(Records from a dataset)
--------------------------------

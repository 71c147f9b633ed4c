use std::sync::Arc;

use axum::{
    extract::{Path, Query, State},
    http::StatusCode,
    response::{IntoResponse, Response},
    routing::{get, post},
    Router,
};
use serde::Deserialize;
use serde_json::json;
use tracing::error;

use super::domain::ReportId;
use super::repository::{ReportRepository, RepositoryError};
use super::service::{ReportService, ReportServiceError};
use crate::extractor::AttributeExtractor;
use crate::grading::ProductAttributes;

const DEFAULT_RECENT_LIMIT: usize = 10;
const MAX_RECENT_LIMIT: usize = 100;

#[derive(Debug, Deserialize)]
pub(crate) struct AssessRequest {
    pub(crate) url: String,
}

#[derive(Debug, Default, Deserialize)]
pub(crate) struct RecentQuery {
    pub(crate) limit: Option<usize>,
}

/// Router builder exposing grading and report endpoints.
pub fn report_router<R, E>(service: Arc<ReportService<R, E>>) -> Router
where
    R: ReportRepository + 'static,
    E: AttributeExtractor + 'static,
{
    Router::new()
        .route("/api/v1/grade", post(grade_handler::<R, E>))
        .route(
            "/api/v1/reports",
            post(assess_handler::<R, E>).get(recent_handler::<R, E>),
        )
        .route("/api/v1/reports/:report_id", get(view_handler::<R, E>))
        .with_state(service)
}

pub(crate) async fn grade_handler<R, E>(
    State(service): State<Arc<ReportService<R, E>>>,
    axum::Json(attributes): axum::Json<ProductAttributes>,
) -> Response
where
    R: ReportRepository + 'static,
    E: AttributeExtractor + 'static,
{
    let assessment = service.grade(&attributes);
    (StatusCode::OK, axum::Json(assessment)).into_response()
}

pub(crate) async fn assess_handler<R, E>(
    State(service): State<Arc<ReportService<R, E>>>,
    axum::Json(request): axum::Json<AssessRequest>,
) -> Response
where
    R: ReportRepository + 'static,
    E: AttributeExtractor + 'static,
{
    match service.assess_url(&request.url).await {
        Ok(assessed) => (StatusCode::CREATED, axum::Json(assessed)).into_response(),
        Err(ReportServiceError::InvalidUrl) => {
            let payload = json!({
                "error": ReportServiceError::InvalidUrl.to_string(),
            });
            (StatusCode::UNPROCESSABLE_ENTITY, axum::Json(payload)).into_response()
        }
        Err(ReportServiceError::Extraction(_)) => {
            let payload = json!({
                "error": "We couldn't read that product right now. Please try again.",
                "retryable": true,
            });
            (StatusCode::BAD_GATEWAY, axum::Json(payload)).into_response()
        }
        Err(ReportServiceError::Repository(RepositoryError::Conflict)) => {
            let payload = json!({
                "error": "report already exists",
            });
            (StatusCode::CONFLICT, axum::Json(payload)).into_response()
        }
        Err(other) => internal_error(other),
    }
}

pub(crate) async fn view_handler<R, E>(
    State(service): State<Arc<ReportService<R, E>>>,
    Path(report_id): Path<String>,
) -> Response
where
    R: ReportRepository + 'static,
    E: AttributeExtractor + 'static,
{
    let id = match report_id.parse::<ReportId>() {
        Ok(id) => id,
        Err(_) => {
            let payload = json!({
                "error": format!("'{report_id}' is not a valid report id"),
            });
            return (StatusCode::BAD_REQUEST, axum::Json(payload)).into_response();
        }
    };

    match service.view(&id) {
        Ok(view) => (StatusCode::OK, axum::Json(view)).into_response(),
        Err(ReportServiceError::Repository(RepositoryError::NotFound)) => {
            let payload = json!({
                "report_id": id.to_string(),
                "error": "report not found",
            });
            (StatusCode::NOT_FOUND, axum::Json(payload)).into_response()
        }
        Err(other) => internal_error(other),
    }
}

pub(crate) async fn recent_handler<R, E>(
    State(service): State<Arc<ReportService<R, E>>>,
    Query(query): Query<RecentQuery>,
) -> Response
where
    R: ReportRepository + 'static,
    E: AttributeExtractor + 'static,
{
    let limit = query
        .limit
        .unwrap_or(DEFAULT_RECENT_LIMIT)
        .min(MAX_RECENT_LIMIT);

    match service.recent(limit) {
        Ok(views) => (StatusCode::OK, axum::Json(views)).into_response(),
        Err(other) => internal_error(other),
    }
}

fn internal_error(err: ReportServiceError) -> Response {
    error!(error = %err, "report request failed");
    let payload = json!({
        "error": err.to_string(),
    });
    (StatusCode::INTERNAL_SERVER_ERROR, axum::Json(payload)).into_response()
}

--------------------------------

*TASK GOAL*: What lines of the data contain the string "ReportServiceError"? List them.

*EXERCISE OUTPUT*:
use super::service::{ReportService, ReportServiceError};
        Err(ReportServiceError::InvalidUrl) => {
                "error": ReportServiceError::InvalidUrl.to_string(),
        Err(ReportServiceError::Extraction(_)) => {
        Err(ReportServiceError::Repository(RepositoryError::Conflict)) => {
        Err(ReportServiceError::Repository(RepositoryError::NotFound)) => {
fn internal_error(err: ReportServiceError) -> Response {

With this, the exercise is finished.